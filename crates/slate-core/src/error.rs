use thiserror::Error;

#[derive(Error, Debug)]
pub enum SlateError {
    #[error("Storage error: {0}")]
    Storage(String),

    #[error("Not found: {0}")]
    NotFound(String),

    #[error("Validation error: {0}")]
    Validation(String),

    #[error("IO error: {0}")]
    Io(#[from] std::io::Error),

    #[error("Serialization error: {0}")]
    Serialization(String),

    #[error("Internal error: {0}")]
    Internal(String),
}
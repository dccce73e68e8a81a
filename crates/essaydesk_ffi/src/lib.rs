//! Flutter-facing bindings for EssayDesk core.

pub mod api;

...

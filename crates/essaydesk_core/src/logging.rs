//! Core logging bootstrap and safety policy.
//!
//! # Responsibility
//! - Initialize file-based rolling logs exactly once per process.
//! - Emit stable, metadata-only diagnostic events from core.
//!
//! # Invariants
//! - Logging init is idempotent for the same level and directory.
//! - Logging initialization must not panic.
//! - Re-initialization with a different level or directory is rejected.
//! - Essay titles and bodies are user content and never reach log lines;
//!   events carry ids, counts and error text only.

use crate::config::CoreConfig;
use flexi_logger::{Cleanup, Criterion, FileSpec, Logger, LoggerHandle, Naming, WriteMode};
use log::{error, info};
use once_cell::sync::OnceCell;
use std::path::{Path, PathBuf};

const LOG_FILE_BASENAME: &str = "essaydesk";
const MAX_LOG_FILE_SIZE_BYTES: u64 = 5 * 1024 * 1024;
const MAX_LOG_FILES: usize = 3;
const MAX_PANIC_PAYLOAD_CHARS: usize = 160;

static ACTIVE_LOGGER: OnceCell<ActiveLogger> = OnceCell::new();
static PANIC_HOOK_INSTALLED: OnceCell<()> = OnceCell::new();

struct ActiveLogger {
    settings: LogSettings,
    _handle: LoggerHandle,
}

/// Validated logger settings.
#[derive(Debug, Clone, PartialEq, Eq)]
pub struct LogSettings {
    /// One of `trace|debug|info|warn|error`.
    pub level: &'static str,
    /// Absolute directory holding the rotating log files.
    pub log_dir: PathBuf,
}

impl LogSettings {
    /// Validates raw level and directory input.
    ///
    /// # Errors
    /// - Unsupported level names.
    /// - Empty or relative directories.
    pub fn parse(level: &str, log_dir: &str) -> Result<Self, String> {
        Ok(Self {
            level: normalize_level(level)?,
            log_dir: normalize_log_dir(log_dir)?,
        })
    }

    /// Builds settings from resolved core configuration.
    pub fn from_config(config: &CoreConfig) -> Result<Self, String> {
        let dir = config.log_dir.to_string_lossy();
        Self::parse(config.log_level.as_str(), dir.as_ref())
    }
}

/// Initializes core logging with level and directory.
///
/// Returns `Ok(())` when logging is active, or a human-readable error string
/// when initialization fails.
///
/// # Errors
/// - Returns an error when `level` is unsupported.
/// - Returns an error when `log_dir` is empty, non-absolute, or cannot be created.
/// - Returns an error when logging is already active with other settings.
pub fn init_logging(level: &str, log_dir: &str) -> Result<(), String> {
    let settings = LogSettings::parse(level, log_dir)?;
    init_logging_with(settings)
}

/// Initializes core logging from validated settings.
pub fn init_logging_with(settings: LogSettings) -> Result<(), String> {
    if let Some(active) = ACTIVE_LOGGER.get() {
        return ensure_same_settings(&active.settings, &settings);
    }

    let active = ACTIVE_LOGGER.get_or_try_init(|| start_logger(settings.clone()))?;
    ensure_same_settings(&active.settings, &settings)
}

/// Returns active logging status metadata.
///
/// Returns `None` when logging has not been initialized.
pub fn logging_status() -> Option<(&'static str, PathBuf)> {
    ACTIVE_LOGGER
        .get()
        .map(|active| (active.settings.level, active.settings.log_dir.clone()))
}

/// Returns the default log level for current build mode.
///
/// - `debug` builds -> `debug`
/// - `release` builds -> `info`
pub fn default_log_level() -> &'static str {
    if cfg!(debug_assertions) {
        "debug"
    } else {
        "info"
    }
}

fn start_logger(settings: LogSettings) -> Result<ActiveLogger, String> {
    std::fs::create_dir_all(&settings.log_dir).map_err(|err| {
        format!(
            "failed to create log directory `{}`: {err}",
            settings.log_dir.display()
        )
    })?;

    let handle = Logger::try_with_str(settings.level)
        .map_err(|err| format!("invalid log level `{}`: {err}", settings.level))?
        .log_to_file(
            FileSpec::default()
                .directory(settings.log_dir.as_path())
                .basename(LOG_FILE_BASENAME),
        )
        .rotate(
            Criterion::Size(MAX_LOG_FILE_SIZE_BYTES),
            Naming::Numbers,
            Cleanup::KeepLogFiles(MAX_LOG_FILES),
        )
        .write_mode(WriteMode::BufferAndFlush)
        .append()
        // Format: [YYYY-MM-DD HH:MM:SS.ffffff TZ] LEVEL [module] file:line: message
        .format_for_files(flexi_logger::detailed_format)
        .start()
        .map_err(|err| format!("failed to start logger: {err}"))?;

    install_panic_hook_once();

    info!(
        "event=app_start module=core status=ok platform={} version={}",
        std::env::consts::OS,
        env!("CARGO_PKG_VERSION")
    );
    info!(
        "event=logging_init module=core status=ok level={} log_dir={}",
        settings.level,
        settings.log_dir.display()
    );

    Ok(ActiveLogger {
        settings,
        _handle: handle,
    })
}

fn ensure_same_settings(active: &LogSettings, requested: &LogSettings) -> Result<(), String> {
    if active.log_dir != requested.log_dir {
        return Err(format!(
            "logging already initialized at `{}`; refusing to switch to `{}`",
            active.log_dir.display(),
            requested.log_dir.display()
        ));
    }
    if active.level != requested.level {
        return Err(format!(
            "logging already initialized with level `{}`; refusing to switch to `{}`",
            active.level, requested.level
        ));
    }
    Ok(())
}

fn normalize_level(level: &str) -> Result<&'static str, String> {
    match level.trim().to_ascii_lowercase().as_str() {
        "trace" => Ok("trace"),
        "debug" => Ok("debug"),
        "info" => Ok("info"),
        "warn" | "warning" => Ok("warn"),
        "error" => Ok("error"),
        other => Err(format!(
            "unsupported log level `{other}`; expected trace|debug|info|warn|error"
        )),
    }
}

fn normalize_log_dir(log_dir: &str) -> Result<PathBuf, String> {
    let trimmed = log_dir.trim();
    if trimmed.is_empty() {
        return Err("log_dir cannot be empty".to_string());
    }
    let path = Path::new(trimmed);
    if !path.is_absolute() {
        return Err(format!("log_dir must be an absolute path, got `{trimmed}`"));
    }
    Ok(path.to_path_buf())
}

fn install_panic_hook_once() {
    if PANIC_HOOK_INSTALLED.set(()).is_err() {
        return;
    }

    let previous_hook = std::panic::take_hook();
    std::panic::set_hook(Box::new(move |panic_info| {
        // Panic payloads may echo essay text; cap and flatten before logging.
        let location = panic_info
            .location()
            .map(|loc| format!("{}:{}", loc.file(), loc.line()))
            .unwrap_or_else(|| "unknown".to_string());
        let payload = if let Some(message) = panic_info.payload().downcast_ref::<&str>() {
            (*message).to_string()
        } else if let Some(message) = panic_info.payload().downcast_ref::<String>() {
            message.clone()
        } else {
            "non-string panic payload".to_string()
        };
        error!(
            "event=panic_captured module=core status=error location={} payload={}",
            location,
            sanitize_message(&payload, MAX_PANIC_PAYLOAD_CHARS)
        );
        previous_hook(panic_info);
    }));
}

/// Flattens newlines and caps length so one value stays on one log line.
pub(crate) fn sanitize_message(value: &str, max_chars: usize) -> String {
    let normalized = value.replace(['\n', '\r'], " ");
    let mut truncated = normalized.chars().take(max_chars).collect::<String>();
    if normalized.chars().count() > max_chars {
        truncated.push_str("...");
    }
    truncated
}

---

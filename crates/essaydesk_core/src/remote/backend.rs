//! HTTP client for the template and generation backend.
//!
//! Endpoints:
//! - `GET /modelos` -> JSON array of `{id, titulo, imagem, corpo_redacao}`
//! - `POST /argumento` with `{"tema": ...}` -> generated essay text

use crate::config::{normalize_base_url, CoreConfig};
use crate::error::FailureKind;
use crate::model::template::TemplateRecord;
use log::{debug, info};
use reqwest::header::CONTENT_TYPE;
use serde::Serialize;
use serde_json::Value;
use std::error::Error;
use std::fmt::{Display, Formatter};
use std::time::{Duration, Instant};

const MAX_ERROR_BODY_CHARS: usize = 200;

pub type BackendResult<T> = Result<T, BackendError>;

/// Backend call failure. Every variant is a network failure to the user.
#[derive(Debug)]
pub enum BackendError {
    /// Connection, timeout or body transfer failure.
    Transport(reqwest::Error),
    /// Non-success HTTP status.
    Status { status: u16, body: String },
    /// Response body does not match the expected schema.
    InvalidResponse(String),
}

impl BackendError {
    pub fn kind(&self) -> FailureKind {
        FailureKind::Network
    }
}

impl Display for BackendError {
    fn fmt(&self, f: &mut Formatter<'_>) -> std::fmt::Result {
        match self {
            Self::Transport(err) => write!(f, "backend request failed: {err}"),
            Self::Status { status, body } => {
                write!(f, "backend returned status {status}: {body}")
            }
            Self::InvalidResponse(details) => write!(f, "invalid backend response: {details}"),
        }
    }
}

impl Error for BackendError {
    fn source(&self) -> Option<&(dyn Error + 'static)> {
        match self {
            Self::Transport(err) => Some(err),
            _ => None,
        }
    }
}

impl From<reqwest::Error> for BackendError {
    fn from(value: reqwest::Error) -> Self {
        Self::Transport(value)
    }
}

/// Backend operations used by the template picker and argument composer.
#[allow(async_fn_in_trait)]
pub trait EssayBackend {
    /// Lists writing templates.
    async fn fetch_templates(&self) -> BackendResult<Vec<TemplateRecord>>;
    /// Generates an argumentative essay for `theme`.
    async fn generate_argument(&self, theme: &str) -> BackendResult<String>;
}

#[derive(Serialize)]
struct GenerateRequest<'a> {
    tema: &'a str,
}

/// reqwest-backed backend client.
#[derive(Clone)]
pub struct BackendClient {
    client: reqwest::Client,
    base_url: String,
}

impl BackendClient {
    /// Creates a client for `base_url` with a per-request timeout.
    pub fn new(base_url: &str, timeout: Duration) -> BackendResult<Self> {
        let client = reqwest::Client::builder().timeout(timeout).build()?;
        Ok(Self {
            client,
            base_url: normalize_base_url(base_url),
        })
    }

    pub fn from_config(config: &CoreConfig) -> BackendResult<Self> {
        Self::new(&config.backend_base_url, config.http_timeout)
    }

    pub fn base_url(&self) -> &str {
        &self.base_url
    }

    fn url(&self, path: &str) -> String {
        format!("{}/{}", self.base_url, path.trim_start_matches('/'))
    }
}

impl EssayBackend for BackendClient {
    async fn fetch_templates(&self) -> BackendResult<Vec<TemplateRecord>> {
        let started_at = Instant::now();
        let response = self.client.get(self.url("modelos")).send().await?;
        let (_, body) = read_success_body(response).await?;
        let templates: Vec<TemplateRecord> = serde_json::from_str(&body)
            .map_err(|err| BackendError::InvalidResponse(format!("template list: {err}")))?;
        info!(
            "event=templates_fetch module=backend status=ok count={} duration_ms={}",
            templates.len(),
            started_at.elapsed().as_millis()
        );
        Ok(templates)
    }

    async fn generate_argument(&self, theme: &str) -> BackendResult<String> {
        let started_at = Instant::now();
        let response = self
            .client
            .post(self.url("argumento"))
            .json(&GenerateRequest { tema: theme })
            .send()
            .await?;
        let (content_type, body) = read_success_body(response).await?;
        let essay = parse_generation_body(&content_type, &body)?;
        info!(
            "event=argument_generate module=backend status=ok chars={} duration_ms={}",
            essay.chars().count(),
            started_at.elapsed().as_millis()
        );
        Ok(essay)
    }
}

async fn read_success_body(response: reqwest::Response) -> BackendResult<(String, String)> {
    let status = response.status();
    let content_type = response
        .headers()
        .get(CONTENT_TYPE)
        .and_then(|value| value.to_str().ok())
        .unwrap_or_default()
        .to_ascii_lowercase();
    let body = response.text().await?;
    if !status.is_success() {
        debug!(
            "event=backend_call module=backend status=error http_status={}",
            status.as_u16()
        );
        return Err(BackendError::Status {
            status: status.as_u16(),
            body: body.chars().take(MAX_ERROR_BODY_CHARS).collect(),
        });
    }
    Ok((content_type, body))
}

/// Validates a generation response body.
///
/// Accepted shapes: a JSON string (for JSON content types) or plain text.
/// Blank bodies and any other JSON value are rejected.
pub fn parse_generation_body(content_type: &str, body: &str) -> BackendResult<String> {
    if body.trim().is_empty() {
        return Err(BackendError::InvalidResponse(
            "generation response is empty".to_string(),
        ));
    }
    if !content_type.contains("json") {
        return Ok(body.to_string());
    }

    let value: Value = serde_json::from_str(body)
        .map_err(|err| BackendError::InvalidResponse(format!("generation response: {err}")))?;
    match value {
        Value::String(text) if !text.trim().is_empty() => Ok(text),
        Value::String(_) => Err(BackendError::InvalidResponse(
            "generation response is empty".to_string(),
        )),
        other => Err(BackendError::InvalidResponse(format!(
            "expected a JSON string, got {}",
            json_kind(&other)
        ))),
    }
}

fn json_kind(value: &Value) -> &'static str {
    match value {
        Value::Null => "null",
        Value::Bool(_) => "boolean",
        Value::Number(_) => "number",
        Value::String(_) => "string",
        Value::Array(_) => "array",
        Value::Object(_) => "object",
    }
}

**Action item:** Within the material above, extract exactly the lines that start at the line containing "filename crates/slate-core/src/error.rs" and stop after the line containing "repository dccce73e68e8a81a", and only those.

**Final answer:**
filename crates/slate-core/src/error.rs
use thiserror::Error;

#[derive(Error, Debug)]
pub enum SlateError {
    #[error("Storage error: {0}")]
    Storage(String),

    #[error("Not found: {0}")]
    NotFound(String),

    #[error("Validation error: {0}")]
    Validation(String),

    #[error("IO error: {0}")]
    Io(#[from] std::io::Error),

    #[error("Serialization error: {0}")]
    Serialization(String),

    #[error("Internal error: {0}")]
    Internal(String),
}
repository dccce73e68e8a81a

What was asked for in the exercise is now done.